◆ **Work order**
With the first line below as the start and the line containing "use omnilaunch::RelayConfig;" as the end, copy every line between them exactly, ends included.

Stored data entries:
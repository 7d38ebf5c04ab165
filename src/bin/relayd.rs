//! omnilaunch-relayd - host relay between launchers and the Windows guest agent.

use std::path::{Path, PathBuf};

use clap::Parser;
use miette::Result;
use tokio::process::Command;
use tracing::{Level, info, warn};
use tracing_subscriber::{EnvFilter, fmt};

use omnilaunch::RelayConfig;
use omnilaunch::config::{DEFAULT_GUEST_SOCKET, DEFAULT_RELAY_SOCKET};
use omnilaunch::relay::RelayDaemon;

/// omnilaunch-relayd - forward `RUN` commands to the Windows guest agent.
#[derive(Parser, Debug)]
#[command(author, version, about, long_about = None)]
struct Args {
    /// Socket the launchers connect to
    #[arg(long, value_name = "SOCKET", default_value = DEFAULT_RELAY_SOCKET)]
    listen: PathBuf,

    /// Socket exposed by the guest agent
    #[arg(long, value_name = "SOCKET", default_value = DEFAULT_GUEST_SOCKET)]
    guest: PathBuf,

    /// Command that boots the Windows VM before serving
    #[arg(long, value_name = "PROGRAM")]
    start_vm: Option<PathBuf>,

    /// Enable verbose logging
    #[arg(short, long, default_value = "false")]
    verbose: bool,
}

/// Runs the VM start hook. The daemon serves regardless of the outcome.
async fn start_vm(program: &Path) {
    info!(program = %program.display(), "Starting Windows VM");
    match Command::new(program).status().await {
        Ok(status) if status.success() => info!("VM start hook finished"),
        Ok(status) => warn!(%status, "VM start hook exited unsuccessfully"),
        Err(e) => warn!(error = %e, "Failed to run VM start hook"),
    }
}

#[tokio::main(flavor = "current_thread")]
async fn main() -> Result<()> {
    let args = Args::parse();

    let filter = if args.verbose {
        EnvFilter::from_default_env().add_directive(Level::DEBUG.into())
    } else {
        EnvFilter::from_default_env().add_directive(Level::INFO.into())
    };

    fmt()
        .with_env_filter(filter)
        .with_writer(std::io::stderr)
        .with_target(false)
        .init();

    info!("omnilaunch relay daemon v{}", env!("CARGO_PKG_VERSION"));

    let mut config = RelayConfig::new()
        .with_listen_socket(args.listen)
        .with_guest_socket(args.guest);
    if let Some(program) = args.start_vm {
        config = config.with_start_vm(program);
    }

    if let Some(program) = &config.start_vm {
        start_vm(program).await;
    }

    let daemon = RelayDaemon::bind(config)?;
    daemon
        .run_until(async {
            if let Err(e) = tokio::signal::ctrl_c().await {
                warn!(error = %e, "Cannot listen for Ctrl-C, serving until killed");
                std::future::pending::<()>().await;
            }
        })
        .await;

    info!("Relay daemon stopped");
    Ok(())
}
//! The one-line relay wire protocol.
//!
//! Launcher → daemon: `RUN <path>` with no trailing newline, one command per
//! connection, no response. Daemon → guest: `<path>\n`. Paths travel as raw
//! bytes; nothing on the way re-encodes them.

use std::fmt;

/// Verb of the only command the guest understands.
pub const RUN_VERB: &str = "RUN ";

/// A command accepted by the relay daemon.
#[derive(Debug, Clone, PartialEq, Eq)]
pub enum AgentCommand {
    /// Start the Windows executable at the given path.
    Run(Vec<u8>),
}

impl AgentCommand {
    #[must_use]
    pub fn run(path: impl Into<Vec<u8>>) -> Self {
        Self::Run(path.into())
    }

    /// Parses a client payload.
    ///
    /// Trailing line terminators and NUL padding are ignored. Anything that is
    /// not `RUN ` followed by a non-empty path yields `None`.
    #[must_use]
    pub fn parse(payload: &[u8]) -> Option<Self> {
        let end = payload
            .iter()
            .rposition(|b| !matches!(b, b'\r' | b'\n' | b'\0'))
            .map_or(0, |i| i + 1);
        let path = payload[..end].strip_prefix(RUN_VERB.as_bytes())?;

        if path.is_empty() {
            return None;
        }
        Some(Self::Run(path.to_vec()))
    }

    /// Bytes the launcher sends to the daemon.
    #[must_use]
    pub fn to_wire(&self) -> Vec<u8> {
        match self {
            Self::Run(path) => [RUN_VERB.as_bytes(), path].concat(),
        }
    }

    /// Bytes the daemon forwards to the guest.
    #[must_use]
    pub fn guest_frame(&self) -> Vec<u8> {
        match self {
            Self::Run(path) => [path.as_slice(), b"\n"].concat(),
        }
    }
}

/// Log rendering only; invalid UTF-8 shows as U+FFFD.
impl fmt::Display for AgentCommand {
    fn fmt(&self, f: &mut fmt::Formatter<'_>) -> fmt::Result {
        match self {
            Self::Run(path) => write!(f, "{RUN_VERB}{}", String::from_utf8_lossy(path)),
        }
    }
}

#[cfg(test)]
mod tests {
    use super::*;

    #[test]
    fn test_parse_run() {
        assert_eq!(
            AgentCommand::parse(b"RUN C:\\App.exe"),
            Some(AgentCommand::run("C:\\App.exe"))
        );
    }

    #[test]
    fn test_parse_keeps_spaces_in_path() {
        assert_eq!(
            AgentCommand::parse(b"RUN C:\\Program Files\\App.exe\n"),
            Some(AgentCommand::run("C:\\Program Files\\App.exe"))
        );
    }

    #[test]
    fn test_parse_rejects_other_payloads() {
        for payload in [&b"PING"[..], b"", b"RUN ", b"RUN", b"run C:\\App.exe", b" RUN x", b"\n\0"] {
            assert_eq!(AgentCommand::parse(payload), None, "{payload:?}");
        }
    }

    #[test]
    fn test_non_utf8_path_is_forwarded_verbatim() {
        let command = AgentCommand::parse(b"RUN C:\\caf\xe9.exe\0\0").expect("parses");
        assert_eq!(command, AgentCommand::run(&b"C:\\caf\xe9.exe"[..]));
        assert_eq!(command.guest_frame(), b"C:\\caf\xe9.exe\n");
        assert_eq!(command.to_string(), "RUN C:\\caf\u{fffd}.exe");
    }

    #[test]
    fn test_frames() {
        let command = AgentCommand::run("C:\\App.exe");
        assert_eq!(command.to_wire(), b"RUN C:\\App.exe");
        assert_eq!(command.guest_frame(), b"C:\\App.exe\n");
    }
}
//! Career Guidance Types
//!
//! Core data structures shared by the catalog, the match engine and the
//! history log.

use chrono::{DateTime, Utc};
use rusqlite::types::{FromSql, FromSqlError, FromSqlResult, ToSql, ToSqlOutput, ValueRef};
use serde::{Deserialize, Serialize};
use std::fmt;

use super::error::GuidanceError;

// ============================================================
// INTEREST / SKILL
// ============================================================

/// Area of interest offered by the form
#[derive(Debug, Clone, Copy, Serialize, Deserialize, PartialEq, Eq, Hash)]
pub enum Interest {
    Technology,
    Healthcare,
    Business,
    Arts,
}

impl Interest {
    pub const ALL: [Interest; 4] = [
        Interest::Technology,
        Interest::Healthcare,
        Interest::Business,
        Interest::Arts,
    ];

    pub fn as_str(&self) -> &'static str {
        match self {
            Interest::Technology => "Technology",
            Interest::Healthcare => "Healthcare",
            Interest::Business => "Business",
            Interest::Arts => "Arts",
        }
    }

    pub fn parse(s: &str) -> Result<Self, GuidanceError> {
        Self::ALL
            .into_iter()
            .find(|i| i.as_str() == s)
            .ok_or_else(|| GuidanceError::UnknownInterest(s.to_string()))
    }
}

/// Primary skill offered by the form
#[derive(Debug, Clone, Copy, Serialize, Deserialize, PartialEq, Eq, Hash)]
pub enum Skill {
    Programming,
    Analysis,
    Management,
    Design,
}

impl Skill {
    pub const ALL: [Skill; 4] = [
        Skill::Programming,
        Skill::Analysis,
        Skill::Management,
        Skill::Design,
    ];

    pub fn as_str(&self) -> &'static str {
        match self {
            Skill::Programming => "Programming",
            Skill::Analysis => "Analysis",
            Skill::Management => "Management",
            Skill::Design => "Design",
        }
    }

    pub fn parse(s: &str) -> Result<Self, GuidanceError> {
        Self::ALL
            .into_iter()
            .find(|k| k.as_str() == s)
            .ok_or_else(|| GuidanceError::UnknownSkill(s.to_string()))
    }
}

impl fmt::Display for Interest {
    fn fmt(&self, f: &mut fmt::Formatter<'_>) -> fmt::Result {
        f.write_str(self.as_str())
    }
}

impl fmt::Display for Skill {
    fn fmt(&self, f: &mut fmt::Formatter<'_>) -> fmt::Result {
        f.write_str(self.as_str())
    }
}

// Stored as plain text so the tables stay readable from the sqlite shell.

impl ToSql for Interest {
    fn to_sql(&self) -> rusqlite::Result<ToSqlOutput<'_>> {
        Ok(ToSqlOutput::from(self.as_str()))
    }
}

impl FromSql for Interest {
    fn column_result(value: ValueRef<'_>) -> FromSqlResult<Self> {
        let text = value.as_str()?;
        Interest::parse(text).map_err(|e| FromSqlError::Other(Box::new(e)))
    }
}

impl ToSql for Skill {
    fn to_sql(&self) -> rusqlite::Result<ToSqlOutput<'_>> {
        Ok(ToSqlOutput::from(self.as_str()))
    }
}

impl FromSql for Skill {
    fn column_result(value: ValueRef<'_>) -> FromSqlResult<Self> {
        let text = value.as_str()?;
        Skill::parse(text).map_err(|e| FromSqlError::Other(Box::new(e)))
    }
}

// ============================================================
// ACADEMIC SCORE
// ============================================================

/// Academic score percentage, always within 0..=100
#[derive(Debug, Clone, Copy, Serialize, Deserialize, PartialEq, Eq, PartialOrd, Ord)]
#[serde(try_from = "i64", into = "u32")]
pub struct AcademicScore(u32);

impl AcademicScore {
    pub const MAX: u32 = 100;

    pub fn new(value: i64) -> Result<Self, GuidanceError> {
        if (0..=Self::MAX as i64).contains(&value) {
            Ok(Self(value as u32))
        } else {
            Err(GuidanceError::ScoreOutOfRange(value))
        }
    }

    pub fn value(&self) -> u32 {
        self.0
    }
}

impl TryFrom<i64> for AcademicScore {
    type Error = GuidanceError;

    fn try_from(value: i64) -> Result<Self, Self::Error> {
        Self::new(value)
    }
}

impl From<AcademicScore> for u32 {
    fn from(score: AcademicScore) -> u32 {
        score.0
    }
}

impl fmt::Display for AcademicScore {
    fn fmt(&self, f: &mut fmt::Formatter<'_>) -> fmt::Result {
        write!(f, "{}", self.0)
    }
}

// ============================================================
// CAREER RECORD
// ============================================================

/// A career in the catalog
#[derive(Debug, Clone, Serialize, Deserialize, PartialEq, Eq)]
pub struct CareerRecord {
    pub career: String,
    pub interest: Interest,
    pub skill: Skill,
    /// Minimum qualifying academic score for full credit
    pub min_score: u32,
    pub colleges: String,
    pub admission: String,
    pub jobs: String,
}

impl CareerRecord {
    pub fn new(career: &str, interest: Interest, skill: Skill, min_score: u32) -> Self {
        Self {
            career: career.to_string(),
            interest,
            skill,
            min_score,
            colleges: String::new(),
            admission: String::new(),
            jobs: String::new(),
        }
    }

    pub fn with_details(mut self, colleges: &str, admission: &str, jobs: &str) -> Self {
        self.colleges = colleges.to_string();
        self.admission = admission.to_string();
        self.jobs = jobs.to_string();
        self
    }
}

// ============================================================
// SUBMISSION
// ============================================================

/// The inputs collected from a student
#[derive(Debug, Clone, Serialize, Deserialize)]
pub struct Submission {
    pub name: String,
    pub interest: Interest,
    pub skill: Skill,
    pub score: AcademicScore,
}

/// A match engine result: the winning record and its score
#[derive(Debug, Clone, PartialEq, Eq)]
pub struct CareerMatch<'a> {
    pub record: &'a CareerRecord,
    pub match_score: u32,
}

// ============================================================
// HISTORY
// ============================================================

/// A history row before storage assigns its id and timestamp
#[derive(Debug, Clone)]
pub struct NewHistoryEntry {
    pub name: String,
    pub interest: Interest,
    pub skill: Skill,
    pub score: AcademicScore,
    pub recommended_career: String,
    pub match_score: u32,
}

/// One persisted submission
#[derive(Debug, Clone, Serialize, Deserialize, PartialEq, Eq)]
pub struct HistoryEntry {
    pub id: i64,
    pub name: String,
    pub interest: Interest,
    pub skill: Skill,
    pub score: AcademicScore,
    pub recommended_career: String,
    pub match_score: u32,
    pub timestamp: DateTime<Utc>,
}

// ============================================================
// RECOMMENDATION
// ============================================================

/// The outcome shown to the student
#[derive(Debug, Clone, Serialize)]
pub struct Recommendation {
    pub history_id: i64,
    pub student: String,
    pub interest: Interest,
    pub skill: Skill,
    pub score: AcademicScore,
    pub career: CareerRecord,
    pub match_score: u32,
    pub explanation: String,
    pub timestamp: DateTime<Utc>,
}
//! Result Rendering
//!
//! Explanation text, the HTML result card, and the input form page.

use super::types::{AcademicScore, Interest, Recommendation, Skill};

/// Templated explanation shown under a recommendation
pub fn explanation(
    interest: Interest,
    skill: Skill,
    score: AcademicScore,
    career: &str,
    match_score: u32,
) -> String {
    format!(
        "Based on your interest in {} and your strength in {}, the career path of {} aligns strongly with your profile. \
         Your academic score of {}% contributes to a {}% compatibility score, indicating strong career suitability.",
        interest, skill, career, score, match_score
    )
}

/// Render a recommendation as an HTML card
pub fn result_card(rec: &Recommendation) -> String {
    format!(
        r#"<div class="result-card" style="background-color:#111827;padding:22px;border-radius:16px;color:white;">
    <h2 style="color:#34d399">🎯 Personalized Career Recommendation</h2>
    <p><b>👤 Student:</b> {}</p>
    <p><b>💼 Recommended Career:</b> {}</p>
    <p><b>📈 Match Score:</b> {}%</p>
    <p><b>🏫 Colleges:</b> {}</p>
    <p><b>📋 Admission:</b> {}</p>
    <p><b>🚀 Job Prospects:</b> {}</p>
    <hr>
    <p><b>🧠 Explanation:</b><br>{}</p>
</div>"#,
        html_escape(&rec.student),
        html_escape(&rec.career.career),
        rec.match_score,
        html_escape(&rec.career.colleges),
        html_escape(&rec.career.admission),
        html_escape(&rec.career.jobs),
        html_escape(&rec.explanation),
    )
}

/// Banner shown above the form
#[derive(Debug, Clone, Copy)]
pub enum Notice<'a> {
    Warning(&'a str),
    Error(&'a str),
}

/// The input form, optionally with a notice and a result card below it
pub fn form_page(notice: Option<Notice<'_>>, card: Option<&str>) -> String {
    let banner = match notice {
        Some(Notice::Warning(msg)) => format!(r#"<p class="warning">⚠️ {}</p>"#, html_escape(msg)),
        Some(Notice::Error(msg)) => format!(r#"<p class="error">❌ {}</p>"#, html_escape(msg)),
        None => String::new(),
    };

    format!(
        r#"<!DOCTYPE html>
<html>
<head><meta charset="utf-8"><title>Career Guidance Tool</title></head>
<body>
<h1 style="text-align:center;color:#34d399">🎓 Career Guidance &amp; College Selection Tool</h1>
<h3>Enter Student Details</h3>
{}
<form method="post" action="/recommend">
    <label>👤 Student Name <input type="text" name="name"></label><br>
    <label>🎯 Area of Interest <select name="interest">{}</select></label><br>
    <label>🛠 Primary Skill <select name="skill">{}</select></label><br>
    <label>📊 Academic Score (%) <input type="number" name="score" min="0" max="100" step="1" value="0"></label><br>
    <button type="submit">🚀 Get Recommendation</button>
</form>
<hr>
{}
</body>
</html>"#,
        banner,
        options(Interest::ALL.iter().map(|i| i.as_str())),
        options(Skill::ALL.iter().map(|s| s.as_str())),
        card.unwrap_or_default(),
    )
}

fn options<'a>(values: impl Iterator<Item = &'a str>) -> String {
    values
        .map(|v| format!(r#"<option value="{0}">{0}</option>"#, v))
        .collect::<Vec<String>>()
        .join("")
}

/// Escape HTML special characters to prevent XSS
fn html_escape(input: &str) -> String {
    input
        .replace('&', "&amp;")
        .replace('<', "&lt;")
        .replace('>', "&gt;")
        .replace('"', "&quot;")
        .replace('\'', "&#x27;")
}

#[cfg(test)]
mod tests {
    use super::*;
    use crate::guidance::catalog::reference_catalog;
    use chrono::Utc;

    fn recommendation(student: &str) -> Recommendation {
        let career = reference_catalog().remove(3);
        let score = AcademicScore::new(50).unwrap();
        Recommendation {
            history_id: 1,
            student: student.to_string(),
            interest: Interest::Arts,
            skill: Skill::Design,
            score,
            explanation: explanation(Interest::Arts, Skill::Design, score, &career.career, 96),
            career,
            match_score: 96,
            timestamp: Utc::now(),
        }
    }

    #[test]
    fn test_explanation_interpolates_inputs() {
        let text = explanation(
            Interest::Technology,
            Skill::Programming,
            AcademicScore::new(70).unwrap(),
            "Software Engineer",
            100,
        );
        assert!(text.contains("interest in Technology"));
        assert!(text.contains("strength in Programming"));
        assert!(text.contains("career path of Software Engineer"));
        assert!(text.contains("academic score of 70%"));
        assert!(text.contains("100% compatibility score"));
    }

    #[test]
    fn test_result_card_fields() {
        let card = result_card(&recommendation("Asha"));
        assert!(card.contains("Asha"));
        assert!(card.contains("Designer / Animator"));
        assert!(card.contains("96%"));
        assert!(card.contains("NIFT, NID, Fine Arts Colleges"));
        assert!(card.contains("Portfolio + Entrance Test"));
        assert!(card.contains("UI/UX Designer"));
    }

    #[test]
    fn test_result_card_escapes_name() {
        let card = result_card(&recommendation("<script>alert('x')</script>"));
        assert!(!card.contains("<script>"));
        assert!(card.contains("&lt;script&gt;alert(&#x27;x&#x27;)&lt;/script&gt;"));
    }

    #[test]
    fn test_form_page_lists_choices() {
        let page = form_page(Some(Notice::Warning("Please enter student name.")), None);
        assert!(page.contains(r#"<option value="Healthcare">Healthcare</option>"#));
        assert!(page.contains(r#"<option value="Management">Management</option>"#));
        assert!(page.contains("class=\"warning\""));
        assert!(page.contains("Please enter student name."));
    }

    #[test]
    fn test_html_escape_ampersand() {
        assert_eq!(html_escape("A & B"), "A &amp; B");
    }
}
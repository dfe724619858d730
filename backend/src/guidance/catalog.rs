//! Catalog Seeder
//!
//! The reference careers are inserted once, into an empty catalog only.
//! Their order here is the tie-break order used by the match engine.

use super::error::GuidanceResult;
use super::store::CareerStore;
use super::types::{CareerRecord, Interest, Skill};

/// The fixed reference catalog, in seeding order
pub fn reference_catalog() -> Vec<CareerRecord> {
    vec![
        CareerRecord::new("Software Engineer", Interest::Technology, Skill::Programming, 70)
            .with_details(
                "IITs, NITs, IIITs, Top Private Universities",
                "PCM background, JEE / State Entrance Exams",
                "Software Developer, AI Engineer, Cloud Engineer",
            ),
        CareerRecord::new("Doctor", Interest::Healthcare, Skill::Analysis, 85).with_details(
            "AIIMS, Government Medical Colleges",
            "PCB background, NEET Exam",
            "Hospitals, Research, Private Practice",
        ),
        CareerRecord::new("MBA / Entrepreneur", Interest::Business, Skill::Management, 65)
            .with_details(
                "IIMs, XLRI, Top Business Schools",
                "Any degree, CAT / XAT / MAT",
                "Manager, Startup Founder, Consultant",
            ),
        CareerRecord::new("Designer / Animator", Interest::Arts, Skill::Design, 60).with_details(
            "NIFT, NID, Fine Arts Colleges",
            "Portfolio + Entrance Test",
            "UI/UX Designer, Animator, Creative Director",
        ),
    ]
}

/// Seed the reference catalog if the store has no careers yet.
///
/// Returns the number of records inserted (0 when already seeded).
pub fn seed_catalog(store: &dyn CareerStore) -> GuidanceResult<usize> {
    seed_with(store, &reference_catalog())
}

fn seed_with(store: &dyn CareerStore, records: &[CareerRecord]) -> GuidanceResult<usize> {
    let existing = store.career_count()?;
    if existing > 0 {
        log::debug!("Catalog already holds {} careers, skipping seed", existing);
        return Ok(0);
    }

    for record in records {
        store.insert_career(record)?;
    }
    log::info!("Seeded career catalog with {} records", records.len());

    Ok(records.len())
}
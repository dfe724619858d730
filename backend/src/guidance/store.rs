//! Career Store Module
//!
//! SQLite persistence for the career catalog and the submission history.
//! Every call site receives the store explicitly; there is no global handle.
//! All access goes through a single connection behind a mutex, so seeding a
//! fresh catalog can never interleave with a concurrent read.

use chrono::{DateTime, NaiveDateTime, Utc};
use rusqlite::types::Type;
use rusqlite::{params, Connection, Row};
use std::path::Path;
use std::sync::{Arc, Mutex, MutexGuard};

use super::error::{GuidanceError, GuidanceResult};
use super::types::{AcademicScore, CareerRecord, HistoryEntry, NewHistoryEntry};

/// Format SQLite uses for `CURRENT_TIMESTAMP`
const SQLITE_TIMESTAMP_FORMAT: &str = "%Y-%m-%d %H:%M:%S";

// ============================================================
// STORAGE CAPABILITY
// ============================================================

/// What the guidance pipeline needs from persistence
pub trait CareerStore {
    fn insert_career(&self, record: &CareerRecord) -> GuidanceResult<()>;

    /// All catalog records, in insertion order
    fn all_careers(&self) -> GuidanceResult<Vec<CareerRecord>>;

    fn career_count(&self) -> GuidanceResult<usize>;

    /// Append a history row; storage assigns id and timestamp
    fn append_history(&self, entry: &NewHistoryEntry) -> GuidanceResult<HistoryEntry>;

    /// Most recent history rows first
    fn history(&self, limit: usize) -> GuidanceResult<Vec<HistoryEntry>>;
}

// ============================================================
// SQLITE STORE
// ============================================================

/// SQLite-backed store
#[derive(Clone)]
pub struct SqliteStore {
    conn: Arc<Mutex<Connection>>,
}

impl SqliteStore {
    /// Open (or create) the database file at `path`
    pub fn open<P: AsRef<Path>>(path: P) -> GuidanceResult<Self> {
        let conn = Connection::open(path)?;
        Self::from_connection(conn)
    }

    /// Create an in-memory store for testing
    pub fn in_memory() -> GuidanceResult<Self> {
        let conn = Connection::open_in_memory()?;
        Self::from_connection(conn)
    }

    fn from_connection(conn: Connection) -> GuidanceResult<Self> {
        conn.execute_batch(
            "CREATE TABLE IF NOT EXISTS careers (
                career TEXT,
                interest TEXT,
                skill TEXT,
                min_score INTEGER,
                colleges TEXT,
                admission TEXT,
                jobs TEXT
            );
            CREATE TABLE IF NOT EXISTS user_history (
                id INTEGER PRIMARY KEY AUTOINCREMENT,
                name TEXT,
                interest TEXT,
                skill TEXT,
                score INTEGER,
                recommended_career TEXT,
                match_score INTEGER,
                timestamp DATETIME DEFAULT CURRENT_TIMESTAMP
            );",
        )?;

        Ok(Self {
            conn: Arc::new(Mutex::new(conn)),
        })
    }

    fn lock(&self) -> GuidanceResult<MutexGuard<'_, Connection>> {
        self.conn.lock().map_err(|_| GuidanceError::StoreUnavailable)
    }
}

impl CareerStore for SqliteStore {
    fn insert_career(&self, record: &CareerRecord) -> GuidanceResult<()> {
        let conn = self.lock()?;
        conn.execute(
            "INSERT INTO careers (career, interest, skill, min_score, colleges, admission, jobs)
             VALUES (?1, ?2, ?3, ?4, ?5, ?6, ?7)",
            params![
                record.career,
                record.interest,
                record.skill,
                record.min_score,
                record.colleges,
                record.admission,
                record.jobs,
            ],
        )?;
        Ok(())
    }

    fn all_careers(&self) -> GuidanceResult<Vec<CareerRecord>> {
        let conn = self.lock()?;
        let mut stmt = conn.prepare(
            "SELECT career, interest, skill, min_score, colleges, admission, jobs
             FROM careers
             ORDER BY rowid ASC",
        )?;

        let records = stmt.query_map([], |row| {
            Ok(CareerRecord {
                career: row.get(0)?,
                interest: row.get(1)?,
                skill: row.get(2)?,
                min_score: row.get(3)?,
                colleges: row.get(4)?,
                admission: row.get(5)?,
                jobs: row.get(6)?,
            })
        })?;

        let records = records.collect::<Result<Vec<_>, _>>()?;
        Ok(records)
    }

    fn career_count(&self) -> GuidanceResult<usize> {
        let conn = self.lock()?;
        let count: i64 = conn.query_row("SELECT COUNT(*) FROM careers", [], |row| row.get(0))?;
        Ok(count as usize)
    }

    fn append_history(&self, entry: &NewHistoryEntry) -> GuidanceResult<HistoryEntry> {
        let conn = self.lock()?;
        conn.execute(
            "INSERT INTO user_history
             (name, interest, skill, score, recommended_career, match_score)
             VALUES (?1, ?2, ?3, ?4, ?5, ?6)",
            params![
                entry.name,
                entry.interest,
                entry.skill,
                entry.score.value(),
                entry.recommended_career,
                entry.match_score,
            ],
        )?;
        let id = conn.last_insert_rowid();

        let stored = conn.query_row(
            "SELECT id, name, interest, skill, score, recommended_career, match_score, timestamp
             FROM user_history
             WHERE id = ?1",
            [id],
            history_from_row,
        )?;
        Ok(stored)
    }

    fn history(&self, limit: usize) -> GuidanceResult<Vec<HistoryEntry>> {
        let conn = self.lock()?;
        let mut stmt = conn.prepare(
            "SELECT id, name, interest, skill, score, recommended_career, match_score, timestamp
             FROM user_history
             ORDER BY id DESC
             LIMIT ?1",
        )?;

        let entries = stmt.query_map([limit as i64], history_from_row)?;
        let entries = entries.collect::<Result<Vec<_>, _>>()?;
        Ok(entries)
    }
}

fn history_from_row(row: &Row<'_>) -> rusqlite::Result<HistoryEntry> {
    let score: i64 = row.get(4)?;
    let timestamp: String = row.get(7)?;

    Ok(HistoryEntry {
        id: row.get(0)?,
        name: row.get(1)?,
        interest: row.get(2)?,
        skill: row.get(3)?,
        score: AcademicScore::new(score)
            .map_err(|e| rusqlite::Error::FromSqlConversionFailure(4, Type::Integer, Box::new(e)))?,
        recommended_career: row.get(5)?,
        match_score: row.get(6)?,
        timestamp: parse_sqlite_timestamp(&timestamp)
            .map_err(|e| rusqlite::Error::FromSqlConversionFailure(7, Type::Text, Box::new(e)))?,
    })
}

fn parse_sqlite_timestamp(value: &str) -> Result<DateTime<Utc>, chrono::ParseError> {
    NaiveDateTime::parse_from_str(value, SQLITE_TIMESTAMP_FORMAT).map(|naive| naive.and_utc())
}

◆ **Result below**
repository 7d38ebf5c04ab165
filename src/bin/relayd.rs
//! omnilaunch-relayd - host relay between launchers and the Windows guest agent.

use std::path::{Path, PathBuf};

use clap::Parser;
use miette::Result;
use tokio::process::Command;
use tracing::{Level, info, warn};
use tracing_subscriber::{EnvFilter, fmt};

use omnilaunch::RelayConfig;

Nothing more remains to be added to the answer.